I remember my 7th grade English teacher, Miss Sowell, writing on the board, in her carefully crafted handwriting, this quote from Walt Whitman: “Of all sad words of tongue or pen, the saddest are these: ‘It might have been.’”
Having reached retirement and also achieved the status of “senior,” it would be easy to look back and think, “It might have been.” Of course. What life does not involve choices that lead, to paraphrase Robert Frost, down one path, to the exclusion of another? How easy it is, now, to look back at decisions and wonder how life might have been different if we had chosen the other option.
When I was in high school, I considered applying to become a foreign exchange student, to live in France with a family and get to know the country in a way unavailable to tourists. I did not apply, for I was frightened of being in a strange place with people I did not know.
All of these years later, all I can say about France is that I have never been there, and that it might have been.
But I think what Whitman (and Miss Sowell) was really getting at was making the most of opportunities that present themselves now, so we do not have to spend our futures regretting missed chances. I cannot change having missed France, but I can ensure that I do not miss chances that arise today.
I would like to add another observation to Whitman’s slogan, one that is particularly applicable to retirees: the next saddest words are these: “It’s too late.”
Yes, it is too late for some choices. I would love to be an Olympic athlete, but it is too late. I would love a career as an architect, but it is too late.
But my concern is that I do not say “It is too late” to change something about myself that would improve my life, or more important, the lives of others. It is never too late to take care of my health, to manage my money more efficiently, to meet new friends, to learn something new. It is not too late to volunteer, to spend a few hours a week as a hospital volunteer, as a helper at a church, as a political campaign volunteer.

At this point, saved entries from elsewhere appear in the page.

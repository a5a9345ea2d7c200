//! Geometric and numeric guarantees of normalisation and composition

use ndarray::{Array, Array3};
use rstest::{fixture, rstest};
use volume_gif::{
    ColormapRegistry, Error, ErrorKind, NormalizeOptions, NormalizedVolume, Volume,
    apply_named_colormap, create_mosaic_depth, create_mosaic_normal, create_mosaic_rgb,
    normalize_anisotropic, normalize_isotropic,
};

fn ramp(shape: (usize, usize, usize)) -> Array3<f32> {
    Array::from_shape_fn(shape, |(x, y, z)| ((x * 3 + y * 5 + z * 7) % 97 + 1) as f32)
}

fn cube(n: usize) -> NormalizedVolume {
    NormalizedVolume::from_cube(Array::from_shape_fn((n, n, n), |(x, y, z)| {
        ((x + 2 * y + 3 * z) % 255) as u8 + 1
    }))
}

#[fixture]
fn registry() -> ColormapRegistry {
    ColormapRegistry::default()
}

#[rstest]
#[case((8, 8, 8))]
#[case((9, 4, 6))]
#[case((3, 10, 7))]
#[case((1, 1, 5))]
fn isotropic_cube_is_centered(#[case] shape: (usize, usize, usize)) {
    let volume = Volume::new(ramp(shape), (1.5, 1.5, 1.5)).unwrap();
    let normalized = normalize_isotropic(volume, &NormalizeOptions::default()).unwrap();

    let n = shape.0.max(shape.1).max(shape.2);
    assert_eq!(normalized.dim(), n);
    assert_eq!(normalized.data().iter().copied().max(), Some(255));

    let offsets = [(n - shape.0) / 2, (n - shape.1) / 2, (n - shape.2) / 2];
    let lengths = [shape.0, shape.1, shape.2];
    for ((x, y, z), &v) in normalized.data().indexed_iter() {
        let inside = [x, y, z]
            .iter()
            .zip(offsets.iter().zip(lengths.iter()))
            .all(|(&i, (&o, &l))| i >= o && i < o + l);
        assert_eq!(inside, v > 0, "voxel {:?}", (x, y, z));
    }
}

#[rstest]
#[case((4, 4, 4), (1, 2, 3))]
#[case((5, 2, 3), (0, 1, 2))]
#[case((2, 7, 4), (1, 6, 0))]
fn single_voxel_lands_where_centering_predicts(
    #[case] shape: (usize, usize, usize),
    #[case] voxel: (usize, usize, usize),
) {
    let mut data = Array3::<f32>::zeros(shape);
    data[[voxel.0, voxel.1, voxel.2]] = 1.0;
    let volume = Volume::new(data, (1.0, 1.0, 1.0)).unwrap();

    let n = shape.0.max(shape.1).max(shape.2);
    let expected = (
        voxel.0 + (n - shape.0) / 2,
        voxel.1 + (n - shape.1) / 2,
        voxel.2 + (n - shape.2) / 2,
    );

    for normalized in [
        normalize_isotropic(volume.clone(), &NormalizeOptions::default()).unwrap(),
        normalize_anisotropic(&volume, &NormalizeOptions::default()).unwrap(),
    ] {
        let lit: Vec<_> = normalized
            .data()
            .indexed_iter()
            .filter(|(_, v)| **v > 0)
            .map(|(idx, v)| (idx, *v))
            .collect();
        assert_eq!(lit, vec![(expected, 255)]);
    }
}

#[rstest]
fn all_zero_volume_is_a_data_error() {
    let volume = Volume::new(Array3::zeros((4, 5, 6)), (1.0, 1.0, 1.0)).unwrap();

    let err = normalize_isotropic(volume.clone(), &NormalizeOptions::default()).unwrap_err();
    assert!(matches!(err, Error::DegenerateVolume(_)));
    assert_eq!(err.kind(), ErrorKind::Data);

    let err = normalize_anisotropic(&volume, &NormalizeOptions::default()).unwrap_err();
    assert_eq!(err.kind(), ErrorKind::Data);
}

#[rstest]
fn non_uniform_spacing_does_not_crash() {
    let volume = Volume::new(ramp((12, 10, 3)), (0.8, 0.9, 3.3)).unwrap();
    let normalized = normalize_isotropic(volume, &NormalizeOptions::default()).unwrap();
    // 3 slices of 3.3mm at 0.8mm become 12
    assert_eq!(normalized.dim(), 12);
    assert_eq!(normalized.data().iter().copied().max(), Some(255));
}

#[rstest]
fn frame_count_matches_stride(
    #[values(1, 2, 17, 64, 128)] n: usize,
    #[values(1, 2, 3, 5)] frameskip: usize,
) {
    let volume = cube(n);
    let mosaic = create_mosaic_normal(&volume, frameskip).unwrap();

    assert_eq!(mosaic.len(), n.div_ceil(frameskip));
    assert!(mosaic.frames().iter().all(|f| f.dim() == (n, 3 * n)));
}

#[rstest]
fn depth_keeps_frame_count(#[values(8, 17, 32)] n: usize, #[values(1, 2)] frameskip: usize) {
    let volume = cube(n);
    let normal = create_mosaic_normal(&volume, frameskip).unwrap();
    let depth = create_mosaic_depth(&volume, frameskip).unwrap();

    assert_eq!(depth.len(), normal.len());
    let tail = &depth.frames()[depth.len() - 3..];
    assert!(tail.iter().all(|f| f.iter().all(|&v| v == 0)));
    assert!(depth.frames()[0].iter().any(|&v| v > 0));
}

#[rstest]
fn rgb_requires_matching_cubes() {
    let err = create_mosaic_rgb(&cube(64), &cube(64), &cube(32), 1).unwrap_err();
    assert!(matches!(
        err,
        Error::DimensionMismatch {
            red: 64,
            green: 64,
            blue: 32
        }
    ));
    assert_eq!(err.kind(), ErrorKind::Precondition);
}

#[rstest]
fn unknown_colormap_is_a_config_error(registry: ColormapRegistry) {
    let mosaic = create_mosaic_normal(&cube(8), 1).unwrap();
    let err = apply_named_colormap(&mosaic, "not_a_colormap", &registry).unwrap_err();
    assert_eq!(err.kind(), ErrorKind::Config);
}

#[rstest]
#[case("hot")]
#[case("bone")]
#[case("jet_r")]
fn known_colormap_gives_three_channels(registry: ColormapRegistry, #[case] name: &str) {
    let mosaic = create_mosaic_normal(&cube(8), 3).unwrap();
    let colored = apply_named_colormap(&mosaic, name, &registry).unwrap();

    assert_eq!(colored.len(), mosaic.len());
    assert!(colored.frames().iter().all(|f| f.dim() == (8, 24, 3)));
}
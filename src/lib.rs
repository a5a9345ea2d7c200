//! # volume-gif
//!
//! Turn volumetric scans into animated GIFs for a quick look at the data.
//!
//! A scan is loaded from a NIfTI file or a directory of DICOM slices, padded
//! into a cube and rescaled to 8 bit. Every frame of the animation then shows
//! the sagittal, coronal and axial slice at one depth index side by side.
//! Four flavours are available:
//!  - Normal: grayscale, resampled to isotropic voxels first
//!  - Depth: three neighbouring slices as red, green and blue
//!  - RGB: three different scans as red, green and blue
//!  - Pseudocolor: grayscale passed through a named colormap
//!
//! All processing happens in memory and each conversion writes a single file.
//! The output lands next to the input and is named after it, e.g.
//! `brain.nii.gz` becomes `brain.gif`, `brain_depth.gif` or `brain_hot.gif`.
//!
//! # Examples
//!
//! ## Writing a grayscale mosaic
//!
//! ```no_run
//! # use volume_gif::{ConversionOptions, GifWriter, VolumeLoader, write_gif_normal};
//! # use std::path::Path;
//! let output = write_gif_normal(
//!     &VolumeLoader::default(),
//!     &GifWriter::default(),
//!     Path::new("brain.nii.gz"),
//!     &ConversionOptions::default(),
//! )
//! .expect("should have written brain.gif");
//! ```
//!
//! ## Composing frames by hand
//!
//! ```no_run
//! # use volume_gif::{ColormapRegistry, NormalizeOptions, VolumeLoader, LoadVolume};
//! # use volume_gif::{apply_named_colormap, create_mosaic_normal, normalize_anisotropic};
//! # use std::path::Path;
//! let volume = VolumeLoader::default().load(Path::new("brain.nii")).unwrap();
//! let cube = normalize_anisotropic(&volume, &NormalizeOptions::default()).unwrap();
//! let mosaic = create_mosaic_normal(&cube, 2).unwrap();
//! let colored = apply_named_colormap(&mosaic, "bone", &ColormapRegistry::default()).unwrap();
//! ```

pub mod colormap;
pub mod encoder;
pub mod enums;
pub mod error;
mod interpolator;
pub mod mosaic;
pub mod pipeline;
pub mod volume;
pub mod volume_loader;

pub use colormap::{Colormap, ColormapRegistry, apply_colormap, apply_named_colormap};
pub use encoder::{AnimationEncoder, GifWriter};
pub use enums::{AxisDirection, Orientation, SortBy, TimingConvention};
pub use error::{Error, ErrorKind, Result};
pub use mosaic::{
    ColorMosaic, Mosaic, create_mosaic_depth, create_mosaic_normal, create_mosaic_rgb,
};
pub use pipeline::{
    ConversionOptions, write_gif_depth, write_gif_normal, write_gif_pseudocolor, write_gif_rgb,
};
pub use volume::{
    NormalizeOptions, NormalizedVolume, Volume, normalize_anisotropic, normalize_isotropic,
};
pub use volume_loader::{DicomLoader, LoadVolume, LoaderOptions, NiftiLoader, VolumeLoader};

I have met retirees who have fallen into the too late trap: it is too late to try to lose weight (although my doctor tells me I should); it is too late to turn off the TV and take a class at the local college; it is too late to find a church, to make amends, to change my mind.
I know retirees who are stuck in a dreary, day-to-day existence, unable to break out of monotony and the feeling of uselessness, but who are stuck there primarily because they have bought into this mindset. With each day that passes, they are building a legacy of regret: at the end, all they will have to show for retirement years is, “It might have been.”